### Dataset content
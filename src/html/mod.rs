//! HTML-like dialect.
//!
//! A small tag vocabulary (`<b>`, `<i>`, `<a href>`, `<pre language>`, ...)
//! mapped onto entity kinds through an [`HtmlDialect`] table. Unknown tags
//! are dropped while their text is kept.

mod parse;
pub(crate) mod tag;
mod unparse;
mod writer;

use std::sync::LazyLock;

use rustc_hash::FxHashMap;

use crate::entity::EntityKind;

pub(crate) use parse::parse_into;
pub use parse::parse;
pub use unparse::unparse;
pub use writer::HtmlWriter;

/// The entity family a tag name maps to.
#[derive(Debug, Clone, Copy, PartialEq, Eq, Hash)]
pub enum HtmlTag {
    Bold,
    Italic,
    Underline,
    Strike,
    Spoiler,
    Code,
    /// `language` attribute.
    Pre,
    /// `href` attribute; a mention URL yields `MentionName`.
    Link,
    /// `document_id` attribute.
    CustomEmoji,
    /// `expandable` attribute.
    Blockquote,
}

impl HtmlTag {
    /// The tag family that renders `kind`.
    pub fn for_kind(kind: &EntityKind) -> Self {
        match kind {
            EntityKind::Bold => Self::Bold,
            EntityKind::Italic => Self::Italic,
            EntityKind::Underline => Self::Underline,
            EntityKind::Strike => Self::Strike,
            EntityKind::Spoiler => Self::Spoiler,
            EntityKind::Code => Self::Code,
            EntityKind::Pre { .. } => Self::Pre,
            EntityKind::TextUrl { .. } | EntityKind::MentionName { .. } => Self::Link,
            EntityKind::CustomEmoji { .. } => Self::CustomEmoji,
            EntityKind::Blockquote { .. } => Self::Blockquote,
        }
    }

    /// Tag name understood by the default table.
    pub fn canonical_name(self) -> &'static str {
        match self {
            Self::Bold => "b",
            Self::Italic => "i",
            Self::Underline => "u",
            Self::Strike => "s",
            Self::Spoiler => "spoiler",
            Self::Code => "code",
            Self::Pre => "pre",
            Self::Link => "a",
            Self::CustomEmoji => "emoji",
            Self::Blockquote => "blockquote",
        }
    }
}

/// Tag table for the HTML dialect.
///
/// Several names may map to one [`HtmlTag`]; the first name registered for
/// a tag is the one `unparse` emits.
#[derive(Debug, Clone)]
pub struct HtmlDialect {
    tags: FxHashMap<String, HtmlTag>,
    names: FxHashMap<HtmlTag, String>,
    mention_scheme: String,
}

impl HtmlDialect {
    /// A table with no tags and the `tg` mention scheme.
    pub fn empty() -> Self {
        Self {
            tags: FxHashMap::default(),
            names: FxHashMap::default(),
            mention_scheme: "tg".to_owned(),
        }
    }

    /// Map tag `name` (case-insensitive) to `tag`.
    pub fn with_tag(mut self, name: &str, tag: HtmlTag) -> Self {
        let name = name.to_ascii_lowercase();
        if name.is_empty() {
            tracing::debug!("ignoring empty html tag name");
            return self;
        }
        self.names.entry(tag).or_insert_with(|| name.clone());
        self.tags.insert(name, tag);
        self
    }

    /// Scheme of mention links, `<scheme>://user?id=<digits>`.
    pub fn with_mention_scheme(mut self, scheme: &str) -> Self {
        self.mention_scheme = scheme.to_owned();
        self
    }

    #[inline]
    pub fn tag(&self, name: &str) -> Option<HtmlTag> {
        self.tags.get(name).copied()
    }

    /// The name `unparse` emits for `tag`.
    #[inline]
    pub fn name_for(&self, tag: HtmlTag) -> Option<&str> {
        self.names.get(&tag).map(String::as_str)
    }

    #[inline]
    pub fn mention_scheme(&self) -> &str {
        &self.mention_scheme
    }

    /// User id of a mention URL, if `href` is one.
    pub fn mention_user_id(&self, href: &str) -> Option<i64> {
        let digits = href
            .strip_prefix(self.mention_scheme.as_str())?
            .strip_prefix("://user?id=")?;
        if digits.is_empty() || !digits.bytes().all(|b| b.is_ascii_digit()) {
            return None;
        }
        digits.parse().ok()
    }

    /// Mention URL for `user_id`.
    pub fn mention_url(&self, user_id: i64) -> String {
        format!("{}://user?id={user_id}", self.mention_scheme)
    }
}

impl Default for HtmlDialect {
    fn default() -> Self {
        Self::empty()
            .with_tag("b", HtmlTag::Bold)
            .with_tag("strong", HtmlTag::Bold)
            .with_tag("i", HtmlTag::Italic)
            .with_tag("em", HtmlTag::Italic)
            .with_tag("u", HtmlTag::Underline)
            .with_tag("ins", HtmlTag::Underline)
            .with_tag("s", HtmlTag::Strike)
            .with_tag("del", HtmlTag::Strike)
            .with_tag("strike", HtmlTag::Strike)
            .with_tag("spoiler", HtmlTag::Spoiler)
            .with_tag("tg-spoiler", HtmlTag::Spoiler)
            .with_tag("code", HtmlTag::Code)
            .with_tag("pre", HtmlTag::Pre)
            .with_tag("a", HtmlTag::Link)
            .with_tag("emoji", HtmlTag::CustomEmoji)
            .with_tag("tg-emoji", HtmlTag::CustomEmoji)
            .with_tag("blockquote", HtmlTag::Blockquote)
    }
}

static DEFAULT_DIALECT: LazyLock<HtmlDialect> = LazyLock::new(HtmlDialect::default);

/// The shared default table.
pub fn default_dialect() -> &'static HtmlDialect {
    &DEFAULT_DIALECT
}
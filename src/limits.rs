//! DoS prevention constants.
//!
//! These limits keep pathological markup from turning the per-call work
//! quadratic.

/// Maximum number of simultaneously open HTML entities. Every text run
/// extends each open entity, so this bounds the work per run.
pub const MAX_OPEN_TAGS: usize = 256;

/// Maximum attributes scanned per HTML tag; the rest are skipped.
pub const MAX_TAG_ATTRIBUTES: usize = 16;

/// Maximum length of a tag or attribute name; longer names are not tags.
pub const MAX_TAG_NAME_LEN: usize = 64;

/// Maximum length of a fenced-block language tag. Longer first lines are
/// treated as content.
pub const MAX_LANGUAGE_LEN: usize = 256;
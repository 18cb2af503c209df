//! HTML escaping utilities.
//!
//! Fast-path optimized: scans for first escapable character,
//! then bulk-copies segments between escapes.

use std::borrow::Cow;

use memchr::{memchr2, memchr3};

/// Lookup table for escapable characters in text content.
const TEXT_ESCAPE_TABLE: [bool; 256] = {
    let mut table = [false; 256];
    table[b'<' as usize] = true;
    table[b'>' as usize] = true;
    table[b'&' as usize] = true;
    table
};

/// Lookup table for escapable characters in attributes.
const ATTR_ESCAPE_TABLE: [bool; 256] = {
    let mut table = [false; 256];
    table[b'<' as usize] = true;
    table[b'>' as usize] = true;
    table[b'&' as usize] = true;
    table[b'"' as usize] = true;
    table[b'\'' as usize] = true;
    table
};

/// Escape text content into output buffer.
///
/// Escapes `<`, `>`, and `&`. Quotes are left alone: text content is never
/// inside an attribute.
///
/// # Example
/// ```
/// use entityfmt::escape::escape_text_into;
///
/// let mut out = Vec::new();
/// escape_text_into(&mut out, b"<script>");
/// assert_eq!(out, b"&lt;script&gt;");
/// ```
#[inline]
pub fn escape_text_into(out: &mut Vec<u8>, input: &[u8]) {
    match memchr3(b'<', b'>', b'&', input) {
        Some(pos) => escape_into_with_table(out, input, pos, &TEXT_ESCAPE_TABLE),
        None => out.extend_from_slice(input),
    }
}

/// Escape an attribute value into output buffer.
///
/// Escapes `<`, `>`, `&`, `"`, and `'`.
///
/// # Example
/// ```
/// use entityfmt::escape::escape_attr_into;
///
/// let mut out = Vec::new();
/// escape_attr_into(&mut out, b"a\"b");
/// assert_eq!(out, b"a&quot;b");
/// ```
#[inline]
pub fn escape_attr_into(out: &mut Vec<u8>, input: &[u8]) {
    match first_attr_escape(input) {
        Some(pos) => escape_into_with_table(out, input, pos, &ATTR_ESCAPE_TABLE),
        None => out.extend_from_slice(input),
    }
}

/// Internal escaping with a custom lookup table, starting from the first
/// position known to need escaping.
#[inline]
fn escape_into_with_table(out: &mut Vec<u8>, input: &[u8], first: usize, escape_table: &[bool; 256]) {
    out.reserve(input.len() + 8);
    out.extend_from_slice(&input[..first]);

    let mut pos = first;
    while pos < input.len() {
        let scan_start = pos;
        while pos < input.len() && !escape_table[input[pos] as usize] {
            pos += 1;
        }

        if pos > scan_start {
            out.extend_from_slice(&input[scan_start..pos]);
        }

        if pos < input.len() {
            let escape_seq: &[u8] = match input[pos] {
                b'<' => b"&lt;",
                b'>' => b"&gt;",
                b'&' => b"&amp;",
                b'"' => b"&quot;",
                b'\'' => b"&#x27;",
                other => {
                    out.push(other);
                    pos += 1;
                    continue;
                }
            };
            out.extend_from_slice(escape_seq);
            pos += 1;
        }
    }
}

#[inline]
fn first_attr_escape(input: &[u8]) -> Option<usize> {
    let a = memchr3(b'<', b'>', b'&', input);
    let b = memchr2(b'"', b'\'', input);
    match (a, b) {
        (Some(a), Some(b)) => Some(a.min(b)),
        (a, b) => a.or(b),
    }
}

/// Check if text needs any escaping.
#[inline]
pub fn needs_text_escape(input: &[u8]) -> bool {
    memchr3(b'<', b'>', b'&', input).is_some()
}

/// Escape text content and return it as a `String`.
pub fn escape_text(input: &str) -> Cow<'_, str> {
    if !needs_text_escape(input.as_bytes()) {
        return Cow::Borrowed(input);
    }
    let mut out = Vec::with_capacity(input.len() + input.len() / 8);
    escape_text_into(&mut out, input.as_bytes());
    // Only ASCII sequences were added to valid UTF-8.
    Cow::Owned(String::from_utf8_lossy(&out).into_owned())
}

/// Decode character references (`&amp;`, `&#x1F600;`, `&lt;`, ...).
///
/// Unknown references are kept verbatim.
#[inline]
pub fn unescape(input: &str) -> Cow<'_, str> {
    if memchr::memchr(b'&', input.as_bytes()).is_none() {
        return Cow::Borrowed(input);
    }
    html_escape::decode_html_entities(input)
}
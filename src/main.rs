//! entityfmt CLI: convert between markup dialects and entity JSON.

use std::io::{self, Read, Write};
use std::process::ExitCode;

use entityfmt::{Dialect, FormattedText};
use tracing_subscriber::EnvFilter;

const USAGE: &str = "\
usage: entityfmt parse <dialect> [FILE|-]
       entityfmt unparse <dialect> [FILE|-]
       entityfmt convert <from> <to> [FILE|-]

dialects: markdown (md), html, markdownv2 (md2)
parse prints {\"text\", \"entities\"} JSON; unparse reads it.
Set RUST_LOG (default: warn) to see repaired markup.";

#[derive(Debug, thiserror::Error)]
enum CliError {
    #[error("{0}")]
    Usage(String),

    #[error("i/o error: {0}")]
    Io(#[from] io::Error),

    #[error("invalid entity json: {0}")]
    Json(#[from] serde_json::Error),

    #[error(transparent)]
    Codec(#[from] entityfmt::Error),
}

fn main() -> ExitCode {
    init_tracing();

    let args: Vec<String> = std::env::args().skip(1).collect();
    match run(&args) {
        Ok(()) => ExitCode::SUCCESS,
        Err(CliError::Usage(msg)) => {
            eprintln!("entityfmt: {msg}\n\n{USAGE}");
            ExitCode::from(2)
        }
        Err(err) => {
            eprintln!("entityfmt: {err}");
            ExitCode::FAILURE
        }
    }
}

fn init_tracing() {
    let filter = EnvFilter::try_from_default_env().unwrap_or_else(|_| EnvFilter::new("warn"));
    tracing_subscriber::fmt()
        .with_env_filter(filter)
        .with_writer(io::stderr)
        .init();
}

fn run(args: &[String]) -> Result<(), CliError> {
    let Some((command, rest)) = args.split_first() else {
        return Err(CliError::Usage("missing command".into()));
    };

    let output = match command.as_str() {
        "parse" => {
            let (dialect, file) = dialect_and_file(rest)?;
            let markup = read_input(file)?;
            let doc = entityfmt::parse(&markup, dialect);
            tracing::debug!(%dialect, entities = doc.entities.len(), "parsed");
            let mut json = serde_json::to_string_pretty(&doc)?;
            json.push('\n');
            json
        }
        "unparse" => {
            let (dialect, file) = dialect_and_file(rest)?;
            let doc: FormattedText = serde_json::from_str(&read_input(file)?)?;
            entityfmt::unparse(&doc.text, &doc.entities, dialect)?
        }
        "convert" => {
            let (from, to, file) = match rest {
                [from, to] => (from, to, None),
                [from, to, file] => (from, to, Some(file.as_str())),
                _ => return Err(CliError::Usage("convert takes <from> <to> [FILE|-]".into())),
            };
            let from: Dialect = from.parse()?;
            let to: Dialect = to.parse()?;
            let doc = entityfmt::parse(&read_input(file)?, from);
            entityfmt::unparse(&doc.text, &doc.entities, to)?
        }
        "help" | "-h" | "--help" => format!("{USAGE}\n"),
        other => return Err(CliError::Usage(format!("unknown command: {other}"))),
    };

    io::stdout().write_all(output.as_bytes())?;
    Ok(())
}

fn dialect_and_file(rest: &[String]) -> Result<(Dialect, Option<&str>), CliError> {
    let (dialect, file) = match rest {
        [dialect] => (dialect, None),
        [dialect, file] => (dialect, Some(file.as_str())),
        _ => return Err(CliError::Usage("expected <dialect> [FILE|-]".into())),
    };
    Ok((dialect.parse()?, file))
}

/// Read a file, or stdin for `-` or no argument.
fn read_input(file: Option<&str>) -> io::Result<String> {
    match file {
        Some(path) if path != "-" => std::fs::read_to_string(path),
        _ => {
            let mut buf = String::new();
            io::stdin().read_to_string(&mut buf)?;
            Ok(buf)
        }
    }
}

### Work instructions
Please go through the listing and return each line that has "filename" in it.

### Response
filename src/html/mod.rs
filename src/limits.rs
filename src/main.rs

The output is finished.